L’étude «consommation d’alcool faible à modérée est associée à un volume d’hippocampe dans la fibromyalgie et l’insomnie» a été publiée dans Behavioral Sleep Medicine.

Les patients atteints de fibromyalgie rapportent habituellement de la fatigue et des troubles du sommeil. En fait, une étude a montré que 75% des patients atteints de fibromyalgie ont des symptômes d’insomnie chronique.

La fibromyalgie et l’insomnie chronique surviennent souvent ensemble, et toutes deux sont associées à une sensibilité accrue à la douleur, qui peut être liée à l’hippocampe, car elle est impliquée dans les stimuli douloureux.

Des études ont montré que le volume de l’hippocampe est réduit à la fois chez les patients atteints de fibromyalgie et chez les patients souffrant d’insomnie chronique.
Cependant, aucune étude n’a démontré l’impact de la structure de l’hippocampe chez les patients souffrant à la fois de douleurs musculo-squelettiques chroniques et d’insomnie chronique.

La consommation d’alcool est d’un grand intérêt dans ce domaine, car il effectue un certain nombre d’activités intéressantes en raison de leurs nombreuses interactions avec une variété de systèmes de neurotransmetteurs tels que l’inhibition de la gamma aminobutyrique (acide butyrique) et NMDA ( n-méthyl d-aspartate).

Patients atteints de fibromyalgie ont des niveaux élevés d’acides aminés excitateurs agissant sur les récepteurs NMDA, qui sont associés à une hyperalgésie (sensibilité accrue à la douleur) et l’allodynie (douleur de réponse à un stimulus qui ne provoque généralement pas de douleur).

Il a été montré que l’inhibition des récepteurs GABA favorise le sommeil et réduit l’anxiété.

Par conséquent, les chercheurs pourraient émettre l’hypothèse que la consommation d’alcool pourrait aider à réguler la fibromyalgie, et les symptômes de l’insomnie, par l’inhibition de NMDA, et les récepteurs GABA.

Des chercheurs de l’Université de Floride ont étudié si la consommation d’alcool chez les patients atteints de fibromyalgie, avec ou sans insomnie chronique, est associée à des différences dans la structure de l’hippocampe par imagerie par résonance magnétique.

Ils ont également évalué l’effet de l’alcool sur une série de mesures liées à la douleur et au sommeil.

Quarante et un patients atteints de fibromyalgie, dont 19 souffraient d’insomnie, ont reçu l’ordre de remplir un journal papier avec plusieurs paramètres liés à cette étude, y compris le sommeil, la douleur et la consommation d’alcool pendant 14 jours.
Cela a été suivi par une résonance magnétique structurelle pour déterminer le volume de l’hippocampe.

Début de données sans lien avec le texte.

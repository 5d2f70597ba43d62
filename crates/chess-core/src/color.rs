//! Side representation.

/// The two sides of a game.
#[derive(Debug, Clone, Copy, PartialEq, Eq, Hash)]
#[repr(u8)]
pub enum Color {
    White = 0,
    Black = 1,
}

impl Color {
    /// Both sides, White first.
    pub const BOTH: [Color; 2] = [Color::White, Color::Black];

    /// Returns the opposite color.
    #[inline]
    pub const fn opposite(self) -> Self {
        match self {
            Color::White => Color::Black,
            Color::Black => Color::White,
        }
    }

    /// Returns the index (0 for White, 1 for Black).
    #[inline]
    pub const fn index(self) -> usize {
        self as usize
    }

    /// Row delta of a single pawn step.
    ///
    /// Row 0 is Black's back rank at the top of the board, so White pawns
    /// move towards smaller rows.
    #[inline]
    pub const fn pawn_direction(self) -> i8 {
        match self {
            Color::White => -1,
            Color::Black => 1,
        }
    }

    /// Row holding this side's king and rooks at the start of a game.
    #[inline]
    pub const fn back_row(self) -> u8 {
        match self {
            Color::White => 7,
            Color::Black => 0,
        }
    }

    /// Row this side's pawns start on.
    #[inline]
    pub const fn pawn_row(self) -> u8 {
        match self {
            Color::White => 6,
            Color::Black => 1,
        }
    }

    /// Row on which this side's pawns promote.
    #[inline]
    pub const fn promotion_row(self) -> u8 {
        self.opposite().back_row()
    }

    /// Single-letter prefix used by sprite keys (`w`, `b`).
    #[inline]
    pub const fn prefix(self) -> char {
        match self {
            Color::White => 'w',
            Color::Black => 'b',
        }
    }
}

impl std::fmt::Display for Color {
    fn fmt(&self, f: &mut std::fmt::Formatter<'_>) -> std::fmt::Result {
        match self {
            Color::White => write!(f, "White"),
            Color::Black => write!(f, "Black"),
        }
    }
}

#[cfg(test)]
mod tests {
    use super::*;

    #[test]
    fn opposite_color() {
        assert_eq!(Color::White.opposite(), Color::Black);
        assert_eq!(Color::Black.opposite(), Color::White);
    }

    #[test]
    fn pawn_direction_points_at_promotion_row() {
        for color in Color::BOTH {
            let start = color.pawn_row() as i8;
            let target = color.promotion_row() as i8;
            assert_eq!((target - start).signum(), color.pawn_direction());
        }
    }

    #[test]
    fn rows() {
        assert_eq!(Color::White.back_row(), 7);
        assert_eq!(Color::Black.back_row(), 0);
        assert_eq!(Color::White.promotion_row(), 0);
        assert_eq!(Color::Black.pawn_row(), 1);
    }

    #[test]
    fn display() {
        assert_eq!(format!("{}", Color::White), "White");
        assert_eq!(format!("{}", Color::Black), "Black");
    }
}
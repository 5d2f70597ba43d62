//! Piece kinds and colored pieces.

use crate::Color;
use std::fmt;

/// The six kinds of chess piece.
#[derive(Debug, Clone, Copy, PartialEq, Eq, Hash)]
#[repr(u8)]
pub enum Piece {
    Pawn = 0,
    Knight = 1,
    Bishop = 2,
    Rook = 3,
    Queen = 4,
    King = 5,
}

impl Piece {
    /// All piece kinds in order.
    pub const ALL: [Piece; 6] = [
        Piece::Pawn,
        Piece::Knight,
        Piece::Bishop,
        Piece::Rook,
        Piece::Queen,
        Piece::King,
    ];

    /// Kinds a pawn may promote to, strongest first.
    pub const PROMOTIONS: [Piece; 4] = [Piece::Queen, Piece::Rook, Piece::Bishop, Piece::Knight];

    /// Returns the index of this kind (0-5).
    #[inline]
    pub const fn index(self) -> usize {
        self as usize
    }

    /// Lowercase FEN letter.
    pub const fn letter(self) -> char {
        match self {
            Piece::Pawn => 'p',
            Piece::Knight => 'n',
            Piece::Bishop => 'b',
            Piece::Rook => 'r',
            Piece::Queen => 'q',
            Piece::King => 'k',
        }
    }

    /// Uppercase letter used in algebraic notation, `None` for pawns.
    pub const fn san_letter(self) -> Option<char> {
        match self {
            Piece::Pawn => None,
            other => Some(other.letter().to_ascii_uppercase()),
        }
    }

    /// Parses a lowercase or uppercase letter into a kind.
    pub const fn from_letter(c: char) -> Option<Piece> {
        match c.to_ascii_lowercase() {
            'p' => Some(Piece::Pawn),
            'n' => Some(Piece::Knight),
            'b' => Some(Piece::Bishop),
            'r' => Some(Piece::Rook),
            'q' => Some(Piece::Queen),
            'k' => Some(Piece::King),
            _ => None,
        }
    }

    /// Returns true for bishops, rooks and queens.
    #[inline]
    pub const fn is_slider(self) -> bool {
        matches!(self, Piece::Bishop | Piece::Rook | Piece::Queen)
    }
}

impl fmt::Display for Piece {
    fn fmt(&self, f: &mut fmt::Formatter<'_>) -> fmt::Result {
        let name = match self {
            Piece::Pawn => "Pawn",
            Piece::Knight => "Knight",
            Piece::Bishop => "Bishop",
            Piece::Rook => "Rook",
            Piece::Queen => "Queen",
            Piece::King => "King",
        };
        write!(f, "{}", name)
    }
}

/// A piece of a given color, as it stands on a square.
#[derive(Debug, Clone, Copy, PartialEq, Eq, Hash)]
pub struct ColoredPiece {
    pub color: Color,
    pub kind: Piece,
}

impl ColoredPiece {
    #[inline]
    pub const fn new(color: Color, kind: Piece) -> Self {
        ColoredPiece { color, kind }
    }

    /// FEN character: uppercase for White, lowercase for Black.
    pub const fn to_fen_char(self) -> char {
        let c = self.kind.letter();
        match self.color {
            Color::White => c.to_ascii_uppercase(),
            Color::Black => c,
        }
    }

    /// Parses a FEN character.
    pub const fn from_fen_char(c: char) -> Option<Self> {
        let color = if c.is_ascii_uppercase() {
            Color::White
        } else {
            Color::Black
        };
        match Piece::from_letter(c) {
            Some(kind) => Some(ColoredPiece { color, kind }),
            None => None,
        }
    }

    /// Two-letter sprite key, e.g. `wp` or `bK`.
    ///
    /// Pawns use a lowercase letter, every other kind an uppercase one.
    pub fn sprite_key(self) -> String {
        let letter = match self.kind {
            Piece::Pawn => 'p',
            other => other.letter().to_ascii_uppercase(),
        };
        format!("{}{}", self.color.prefix(), letter)
    }
}

impl fmt::Display for ColoredPiece {
    fn fmt(&self, f: &mut fmt::Formatter<'_>) -> fmt::Result {
        write!(f, "{}", self.to_fen_char())
    }
}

Fait intéressant, l’imagerie par résonance magnétique a montré qu’il y avait des volumes bilatéraux plus élevés (bilatéraux) de l’hippocampe chez les buveurs modérés par rapport aux patients qui se sont abstenus, ce qui n’avait pas été signalé auparavant.

L’étude indique que les buveurs modérés ont éprouvé moins de douleur clinique et une meilleure qualité de sommeil.

Cependant, il n’y avait pas de corrélation significative entre le volume de l’hippocampe et le sommeil ou les mesures liées à la douleur.

Par conséquent, l’alcool peut aider les symptômes de la fibromyalgie en agissant sur plusieurs niveaux, plutôt que dans l’hippocampe seul.

“Les personnes atteintes de fibromyalgie seule, ou de fibromyalgie et d’insomnie chronique, avec une consommation d’alcool faible à modérée, ont rapporté moins de symptômes de douleur, et avaient un hippocampe significativement plus élevé que les abstinents”, ont déclaré les auteurs.